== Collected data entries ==
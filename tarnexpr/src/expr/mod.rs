//! The closed expression grammar.
//!
//! Every node kind the language knows is a variant of [`Expr`]; the set is
//! closed, and adding a kind means adding a [`dispatch::Visitor`] operation
//! as well. Nodes are plain owned trees: no sharing, no in-place mutation.
//! Reuse of a binding is expressed through binding-distance references,
//! never through aliasing, so transformations always produce new nodes.

use std::path::PathBuf;

use num_bigint::{BigInt, BigUint};
use strum::{EnumDiscriminants, EnumIs, EnumIter};

#[cfg(feature = "serde")]
use serde::{Deserialize, Serialize};

use crate::{
    import::{Digest, ImportMode, RemoteUrl},
    operator::Operator,
    span::Span,
};

pub mod dispatch;
mod fields;
mod text;

pub use fields::{DuplicateField, FieldMap};
pub use text::{TextLit, TextShapeError};

/// One expression node.
///
/// The tree is tagged by kind and immutable once built. The generated
/// [`ExprKind`] discriminant is handy for fast classification without
/// touching payloads.
#[derive(Debug, Clone, PartialEq, EnumIs, EnumDiscriminants)]
#[strum_discriminants(name(ExprKind), derive(Hash, EnumIter))]
#[cfg_attr(feature = "serde", derive(Serialize, Deserialize))]
pub enum Expr {
    // Source positions
    /// A wrapper attaching a source region to another node. Dispatch sees
    /// through it by default.
    Note { base: Box<Expr>, span: Span },

    // Literals
    /// A non-negative arbitrary-precision number.
    NaturalLit(BigUint),
    /// A signed arbitrary-precision number.
    IntegerLit(BigInt),
    /// A double-precision float.
    DoubleLit(f64),
    /// A text literal with interpolated sub-expressions.
    TextLit(TextLit),

    // Names and binders
    /// A built-in name, including the truth literals.
    Builtin(String),
    /// A bound-variable reference. `index` is the binding distance: how
    /// many intervening same-named binders sit between use and definition.
    Var { name: String, index: u64 },
    /// An anonymous function.
    Lambda {
        param: String,
        input: Box<Expr>,
        body: Box<Expr>,
    },
    /// A dependent function type, same shape as a lambda.
    Pi {
        param: String,
        input: Box<Expr>,
        body: Box<Expr>,
    },
    /// A let binding with an optional type annotation.
    Let {
        name: String,
        annotation: Option<Box<Expr>>,
        value: Box<Expr>,
        body: Box<Expr>,
    },

    // Collections
    /// A list with at least one element. The element type is inferred from
    /// the first element by convention and is not carried.
    NonEmptyList(Vec<Expr>),
    /// A list with no elements, which must carry its element type since
    /// there is nothing to infer it from.
    EmptyList { element: Box<Expr> },
    /// A record value.
    Record(FieldMap<Expr>),
    /// A record type.
    RecordType(FieldMap<Expr>),
    /// A union type. Alternatives without a payload carry no expression.
    UnionType(FieldMap<Option<Expr>>),

    // Selection
    /// Access of a single field.
    FieldAccess { base: Box<Expr>, field: String },
    /// Projection of an ordered set of fields, possibly empty.
    Projection {
        base: Box<Expr>,
        fields: Vec<String>,
    },
    /// Projection by an expected record type.
    ProjectionByType {
        base: Box<Expr>,
        selector: Box<Expr>,
    },

    // Combination
    /// Function application, one argument at a time.
    Application { func: Box<Expr>, arg: Box<Expr> },
    /// Application of a binary operator.
    OperatorApplication {
        operator: Operator,
        lhs: Box<Expr>,
        rhs: Box<Expr>,
    },
    /// A conditional.
    If {
        predicate: Box<Expr>,
        then_branch: Box<Expr>,
        else_branch: Box<Expr>,
    },
    /// A type annotation.
    Annotated {
        base: Box<Expr>,
        annotation: Box<Expr>,
    },
    /// An assertion over an equivalence type.
    Assert { annotation: Box<Expr> },
    /// Application of a handler record to a union value.
    Merge {
        handlers: Box<Expr>,
        union: Box<Expr>,
        annotation: Option<Box<Expr>>,
    },
    /// Conversion of a record to a list of key/value pairs.
    ToMap {
        base: Box<Expr>,
        annotation: Option<Box<Expr>>,
    },

    // Imports
    /// The unresolvable import.
    MissingImport {
        mode: ImportMode,
        digest: Option<Digest>,
    },
    /// An environment-variable import.
    EnvImport {
        name: String,
        mode: ImportMode,
        digest: Option<Digest>,
    },
    /// A filesystem import.
    LocalImport {
        path: PathBuf,
        mode: ImportMode,
        digest: Option<Digest>,
    },
    /// A remote import, optionally with a `using` header expression.
    RemoteImport {
        url: RemoteUrl,
        using: Option<Box<Expr>>,
        mode: ImportMode,
        digest: Option<Digest>,
    },
}

impl Expr {
    /// Payload-free classification of this node.
    pub fn kind(&self) -> ExprKind {
        ExprKind::from(self)
    }

    /// Single-pass dispatch: apply exactly one visitor operation for this
    /// node kind.
    pub fn accept<V: dispatch::Visitor + ?Sized>(&self, visitor: &mut V) -> V::Output {
        match self {
            Expr::Note { base, span } => visitor.on_note(base, span),
            Expr::NaturalLit(value) => visitor.on_natural(value),
            Expr::IntegerLit(value) => visitor.on_integer(value),
            Expr::DoubleLit(value) => visitor.on_double(*value),
            Expr::TextLit(literal) => visitor.on_text(literal),
            Expr::Builtin(name) => visitor.on_builtin(name),
            Expr::Var { name, index } => visitor.on_var(name, *index),
            Expr::Lambda { param, input, body } => visitor.on_lambda(param, input, body),
            Expr::Pi { param, input, body } => visitor.on_pi(param, input, body),
            Expr::Let {
                name,
                annotation,
                value,
                body,
            } => visitor.on_let(name, annotation.as_deref(), value, body),
            Expr::NonEmptyList(elements) => visitor.on_non_empty_list(elements),
            Expr::EmptyList { element } => visitor.on_empty_list(element),
            Expr::Record(fields) => visitor.on_record(fields),
            Expr::RecordType(fields) => visitor.on_record_type(fields),
            Expr::UnionType(alternatives) => visitor.on_union_type(alternatives),
            Expr::FieldAccess { base, field } => visitor.on_field_access(base, field),
            Expr::Projection { base, fields } => visitor.on_projection(base, fields),
            Expr::ProjectionByType { base, selector } => {
                visitor.on_projection_by_type(base, selector)
            }
            Expr::Application { func, arg } => visitor.on_application(func, arg),
            Expr::OperatorApplication { operator, lhs, rhs } => {
                visitor.on_operator_application(*operator, lhs, rhs)
            }
            Expr::If {
                predicate,
                then_branch,
                else_branch,
            } => visitor.on_if(predicate, then_branch, else_branch),
            Expr::Annotated { base, annotation } => visitor.on_annotated(base, annotation),
            Expr::Assert { annotation } => visitor.on_assert(annotation),
            Expr::Merge {
                handlers,
                union,
                annotation,
            } => visitor.on_merge(handlers, union, annotation.as_deref()),
            Expr::ToMap { base, annotation } => visitor.on_to_map(base, annotation.as_deref()),
            Expr::MissingImport { mode, digest } => {
                visitor.on_missing_import(*mode, digest.as_ref())
            }
            Expr::EnvImport { name, mode, digest } => {
                visitor.on_env_import(name, *mode, digest.as_ref())
            }
            Expr::LocalImport { path, mode, digest } => {
                visitor.on_local_import(path, *mode, digest.as_ref())
            }
            Expr::RemoteImport {
                url,
                using,
                mode,
                digest,
            } => visitor.on_remote_import(url, using.as_deref(), *mode, digest.as_ref()),
        }
    }

    /// Shorthand for a built-in name node.
    pub fn builtin(name: impl Into<String>) -> Self {
        Expr::Builtin(name.into())
    }

    /// Shorthand for a bound-variable reference.
    pub fn var(name: impl Into<String>, index: u64) -> Self {
        Expr::Var {
            name: name.into(),
            index,
        }
    }

    /// Shorthand for a single application node.
    pub fn application(func: Expr, arg: Expr) -> Self {
        Expr::Application {
            func: Box::new(func),
            arg: Box::new(arg),
        }
    }
}
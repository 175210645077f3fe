//! Handler Module
//!
//! Error-interception middleware for transactions.
//!
//! ## Protocol
//! After every transaction attempt the wrapper passes `(bag, result)` through
//! its [`HandlerChain`]. A handler may:
//! - pass the result through unchanged,
//! - replace it with a different terminal result, or
//! - return [`SyncError::RetryTxn`] to make the wrapper redo the attempt.
//!
//! ```text
//!   Attempting ──ok / terminal err──► Done
//!       │  ▲
//!   err │  │ RetryTxn
//!       ▼  │
//!   HandlingError ──terminal──► Done
//! ```
//!
//! Chains are immutable. [`HandlerChain::append`] builds a new chain that
//! shares the existing handlers, so per-call-site policies can be layered
//! over a shared baseline.

mod resize;

use std::fmt;
use std::sync::Arc;

use crate::bag::Bag;
use crate::engine::Environment;
use crate::error::{Result, SyncError};

pub use resize::{resize_count, MapResizedHandler};

/// Intercepts the result of a transaction attempt
pub trait Handler<E: Environment>: Send + Sync {
    /// Map an attempt's result to the result the caller should see.
    ///
    /// Returning `Err(SyncError::RetryTxn)` redoes the attempt with the
    /// returned bag.
    fn handle_txn_err(&self, bag: Bag, result: Result<()>) -> (Bag, Result<()>);
}

impl<E: Environment, H: Handler<E> + ?Sized> Handler<E> for Arc<H> {
    fn handle_txn_err(&self, bag: Bag, result: Result<()>) -> (Bag, Result<()>) {
        (**self).handle_txn_err(bag, result)
    }
}

/// Adapter turning a closure into a [`Handler`]
#[derive(Clone)]
pub struct HandlerFn<F>(F);

/// Wrap a closure as a handler
pub fn handler_fn<F>(f: F) -> HandlerFn<F>
where
    F: Fn(Bag, Result<()>) -> (Bag, Result<()>) + Send + Sync,
{
    HandlerFn(f)
}

impl<E, F> Handler<E> for HandlerFn<F>
where
    E: Environment,
    F: Fn(Bag, Result<()>) -> (Bag, Result<()>) + Send + Sync,
{
    fn handle_txn_err(&self, bag: Bag, result: Result<()>) -> (Bag, Result<()>) {
        (self.0)(bag, result)
    }
}

/// Ordered, immutable list of handlers
pub struct HandlerChain<E: Environment> {
    handlers: Arc<[Arc<dyn Handler<E>>]>,
}

impl<E: Environment> HandlerChain<E> {
    pub fn new(handlers: Vec<Arc<dyn Handler<E>>>) -> Self {
        Self {
            handlers: handlers.into(),
        }
    }

    pub fn empty() -> Self {
        Self::new(Vec::new())
    }

    /// A new chain running `self` followed by `handler`; `self` is unchanged
    pub fn append(&self, handler: impl Handler<E> + 'static) -> Self {
        let mut handlers = Vec::with_capacity(self.handlers.len() + 1);
        handlers.extend(self.handlers.iter().cloned());
        handlers.push(Arc::new(handler) as Arc<dyn Handler<E>>);
        Self::new(handlers)
    }

    pub fn len(&self) -> usize {
        self.handlers.len()
    }

    pub fn is_empty(&self) -> bool {
        self.handlers.is_empty()
    }

    pub fn iter(&self) -> impl Iterator<Item = &Arc<dyn Handler<E>>> {
        self.handlers.iter()
    }
}

impl<E: Environment> Handler<E> for HandlerChain<E> {
    /// Run each handler in order until the result is a success or the retry
    /// sentinel; later handlers only ever see errors.
    fn handle_txn_err(&self, mut bag: Bag, mut result: Result<()>) -> (Bag, Result<()>) {
        for handler in self.handlers.iter() {
            match &result {
                Ok(()) | Err(SyncError::RetryTxn) => break,
                Err(_) => {}
            }
            (bag, result) = handler.handle_txn_err(bag, result);
        }
        (bag, result)
    }
}

impl<E: Environment> Clone for HandlerChain<E> {
    fn clone(&self) -> Self {
        Self {
            handlers: Arc::clone(&self.handlers),
        }
    }
}

impl<E: Environment> Default for HandlerChain<E> {
    fn default() -> Self {
        Self::empty()
    }
}

impl<E: Environment> fmt::Debug for HandlerChain<E> {
    fn fmt(&self, f: &mut fmt::Formatter<'_>) -> fmt::Result {
        f.debug_struct("HandlerChain")
            .field("len", &self.handlers.len())
            .finish()
    }
}

/// Baseline handlers: recover from map resizes by other processes
pub fn default_handlers<E: Environment>() -> Vec<Arc<dyn Handler<E>>> {
    vec![Arc::new(MapResizedHandler::default())]
}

== AIM OF THE TASK ==
If a line in the data holds the string "precision", copy that line.

== WRITTEN SOLUTION ==
    /// A non-negative arbitrary-precision number.
    /// A signed arbitrary-precision number.
    /// A double-precision float.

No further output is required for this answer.